(Records contained in a dataset)
//! Token counting for different model families
//!
//! The trimmer never calls a tokenizer library directly. It asks a
//! [`TokenizerRegistry`] for the counter registered for a model family, so
//! providers with other tokenization schemes can be plugged in.

use crate::error::{ContextError, Result};
use crate::message::ContextMessage;
use std::sync::Arc;
use tiktoken_rs::CoreBPE;
use tracing::debug;

/// Fixed per-message cost for role and formatting tokens
pub const MESSAGE_OVERHEAD_TOKENS: usize = 4;

/// Counts tokens in arbitrary text
pub trait TokenCounter: Send + Sync {
    /// Count tokens in `text`. Must succeed for empty and very large input.
    fn count_text(&self, text: &str) -> Result<usize>;

    /// Counter name for diagnostics
    fn name(&self) -> &'static str;
}

/// Real BPE tokenizer backed by `tiktoken-rs`
#[derive(Clone)]
pub struct TiktokenCounter {
    bpe: Arc<CoreBPE>,
    name: &'static str,
}

impl TiktokenCounter {
    /// The `cl100k_base` encoding used by GPT-3.5 and GPT-4 family models
    pub fn cl100k() -> Result<Self> {
        let bpe = tiktoken_rs::cl100k_base()
            .map_err(|e| ContextError::Tokenizer(format!("Failed to load cl100k_base: {}", e)))?;
        Ok(Self {
            bpe: Arc::new(bpe),
            name: "cl100k_base",
        })
    }
}

impl TokenCounter for TiktokenCounter {
    fn count_text(&self, text: &str) -> Result<usize> {
        // encode_ordinary treats special-token strings in user text as plain text
        Ok(self.bpe.encode_ordinary(text).len())
    }

    fn name(&self) -> &'static str {
        self.name
    }
}

impl std::fmt::Debug for TiktokenCounter {
    fn fmt(&self, f: &mut std::fmt::Formatter<'_>) -> std::fmt::Result {
        f.debug_struct("TiktokenCounter").field("name", &self.name).finish()
    }
}

/// Character-ratio approximation for families without a bundled tokenizer
#[derive(Debug, Clone, Copy)]
pub struct CharEstimateCounter {
    tokens_per_char: f32,
}

impl CharEstimateCounter {
    pub fn new(tokens_per_char: f32) -> Self {
        Self { tokens_per_char }
    }
}

impl Default for CharEstimateCounter {
    fn default() -> Self {
        // ~4 chars per token
        Self::new(0.25)
    }
}

impl TokenCounter for CharEstimateCounter {
    fn count_text(&self, text: &str) -> Result<usize> {
        let chars = text.chars().count();
        Ok((chars as f32 * self.tokens_per_char).ceil() as usize)
    }

    fn name(&self) -> &'static str {
        "char_estimate"
    }
}

/// Maps model families (identifier prefixes) to token counters
#[derive(Clone)]
pub struct TokenizerRegistry {
    families: Vec<(String, Arc<dyn TokenCounter>)>,
    fallback: Arc<dyn TokenCounter>,
}

impl TokenizerRegistry {
    /// Registry where every model uses `fallback` until families are added
    pub fn new(fallback: Arc<dyn TokenCounter>) -> Self {
        Self {
            families: Vec::new(),
            fallback,
        }
    }

    /// OpenAI families on `cl100k_base`; unknown families use the same encoding
    /// as an approximation.
    pub fn openai() -> Result<Self> {
        let cl100k: Arc<dyn TokenCounter> = Arc::new(TiktokenCounter::cl100k()?);
        Ok(Self::new(cl100k.clone())
            .with_family("gpt-4", cl100k.clone())
            .with_family("gpt-3.5", cl100k))
    }

    /// Register a counter for every model whose id starts with `prefix`.
    ///
    /// The longest matching prefix wins.
    pub fn with_family(mut self, prefix: impl Into<String>, counter: Arc<dyn TokenCounter>) -> Self {
        self.families.push((prefix.into(), counter));
        self
    }

    /// Counter for a model identifier
    pub fn for_model(&self, model_id: &str) -> Arc<dyn TokenCounter> {
        let counter = self
            .families
            .iter()
            .filter(|(prefix, _)| model_id.starts_with(prefix.as_str()))
            .max_by_key(|(prefix, _)| prefix.len())
            .map(|(_, counter)| counter.clone())
            .unwrap_or_else(|| self.fallback.clone());
        debug!(model = %model_id, tokenizer = counter.name(), "Selected tokenizer");
        counter
    }
}

impl std::fmt::Debug for TokenizerRegistry {
    fn fmt(&self, f: &mut std::fmt::Formatter<'_>) -> std::fmt::Result {
        let families: Vec<_> = self
            .families
            .iter()
            .map(|(prefix, counter)| (prefix.as_str(), counter.name()))
            .collect();
        f.debug_struct("TokenizerRegistry")
            .field("families", &families)
            .field("fallback", &self.fallback.name())
            .finish()
    }
}

/// Estimated cost of one message: text tokens plus the fixed overhead.
pub fn count_message(counter: &dyn TokenCounter, message: &ContextMessage) -> Result<usize> {
    let text = message.content.text_for_counting();
    Ok(counter.count_text(&text)? + MESSAGE_OVERHEAD_TOKENS)
}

Task item:
The data above should be returned in full, exactly as written.

Response:
//! Token counting for different model families
//!
//! The trimmer never calls a tokenizer library directly. It asks a
//! [`TokenizerRegistry`] for the counter registered for a model family, so
//! providers with other tokenization schemes can be plugged in.

use crate::error::{ContextError, Result};
use crate::message::ContextMessage;
use std::sync::Arc;
use tiktoken_rs::CoreBPE;
use tracing::debug;

/// Fixed per-message cost for role and formatting tokens
pub const MESSAGE_OVERHEAD_TOKENS: usize = 4;

/// Counts tokens in arbitrary text
pub trait TokenCounter: Send + Sync {
    /// Count tokens in `text`. Must succeed for empty and very large input.
    fn count_text(&self, text: &str) -> Result<usize>;

    /// Counter name for diagnostics
    fn name(&self) -> &'static str;
}

/// Real BPE tokenizer backed by `tiktoken-rs`
#[derive(Clone)]
pub struct TiktokenCounter {
    bpe: Arc<CoreBPE>,
    name: &'static str,
}

impl TiktokenCounter {
    /// The `cl100k_base` encoding used by GPT-3.5 and GPT-4 family models
    pub fn cl100k() -> Result<Self> {
        let bpe = tiktoken_rs::cl100k_base()
            .map_err(|e| ContextError::Tokenizer(format!("Failed to load cl100k_base: {}", e)))?;
        Ok(Self {
            bpe: Arc::new(bpe),
            name: "cl100k_base",
        })
    }
}

impl TokenCounter for TiktokenCounter {
    fn count_text(&self, text: &str) -> Result<usize> {
        // encode_ordinary treats special-token strings in user text as plain text
        Ok(self.bpe.encode_ordinary(text).len())
    }

    fn name(&self) -> &'static str {
        self.name
    }
}

impl std::fmt::Debug for TiktokenCounter {
    fn fmt(&self, f: &mut std::fmt::Formatter<'_>) -> std::fmt::Result {
        f.debug_struct("TiktokenCounter").field("name", &self.name).finish()
    }
}

/// Character-ratio approximation for families without a bundled tokenizer
#[derive(Debug, Clone, Copy)]
pub struct CharEstimateCounter {
    tokens_per_char: f32,
}

impl CharEstimateCounter {
    pub fn new(tokens_per_char: f32) -> Self {
        Self { tokens_per_char }
    }
}

impl Default for CharEstimateCounter {
    fn default() -> Self {
        // ~4 chars per token
        Self::new(0.25)
    }
}

impl TokenCounter for CharEstimateCounter {
    fn count_text(&self, text: &str) -> Result<usize> {
        let chars = text.chars().count();
        Ok((chars as f32 * self.tokens_per_char).ceil() as usize)
    }

    fn name(&self) -> &'static str {
        "char_estimate"
    }
}

/// Maps model families (identifier prefixes) to token counters
#[derive(Clone)]
pub struct TokenizerRegistry {
    families: Vec<(String, Arc<dyn TokenCounter>)>,
    fallback: Arc<dyn TokenCounter>,
}

impl TokenizerRegistry {
    /// Registry where every model uses `fallback` until families are added
    pub fn new(fallback: Arc<dyn TokenCounter>) -> Self {
        Self {
            families: Vec::new(),
            fallback,
        }
    }

    /// OpenAI families on `cl100k_base`; unknown families use the same encoding
    /// as an approximation.
    pub fn openai() -> Result<Self> {
        let cl100k: Arc<dyn TokenCounter> = Arc::new(TiktokenCounter::cl100k()?);
        Ok(Self::new(cl100k.clone())
            .with_family("gpt-4", cl100k.clone())
            .with_family("gpt-3.5", cl100k))
    }

    /// Register a counter for every model whose id starts with `prefix`.
    ///
    /// The longest matching prefix wins.
    pub fn with_family(mut self, prefix: impl Into<String>, counter: Arc<dyn TokenCounter>) -> Self {
        self.families.push((prefix.into(), counter));
        self
    }

    /// Counter for a model identifier
    pub fn for_model(&self, model_id: &str) -> Arc<dyn TokenCounter> {
        let counter = self
            .families
            .iter()
            .filter(|(prefix, _)| model_id.starts_with(prefix.as_str()))
            .max_by_key(|(prefix, _)| prefix.len())
            .map(|(_, counter)| counter.clone())
            .unwrap_or_else(|| self.fallback.clone());
        debug!(model = %model_id, tokenizer = counter.name(), "Selected tokenizer");
        counter
    }
}

impl std::fmt::Debug for TokenizerRegistry {
    fn fmt(&self, f: &mut std::fmt::Formatter<'_>) -> std::fmt::Result {
        let families: Vec<_> = self
            .families
            .iter()
            .map(|(prefix, counter)| (prefix.as_str(), counter.name()))
            .collect();
        f.debug_struct("TokenizerRegistry")
            .field("families", &families)
            .field("fallback", &self.fallback.name())
            .finish()
    }
}

/// Estimated cost of one message: text tokens plus the fixed overhead.
pub fn count_message(counter: &dyn TokenCounter, message: &ContextMessage) -> Result<usize> {
    let text = message.content.text_for_counting();
    Ok(counter.count_text(&text)? + MESSAGE_OVERHEAD_TOKENS)
}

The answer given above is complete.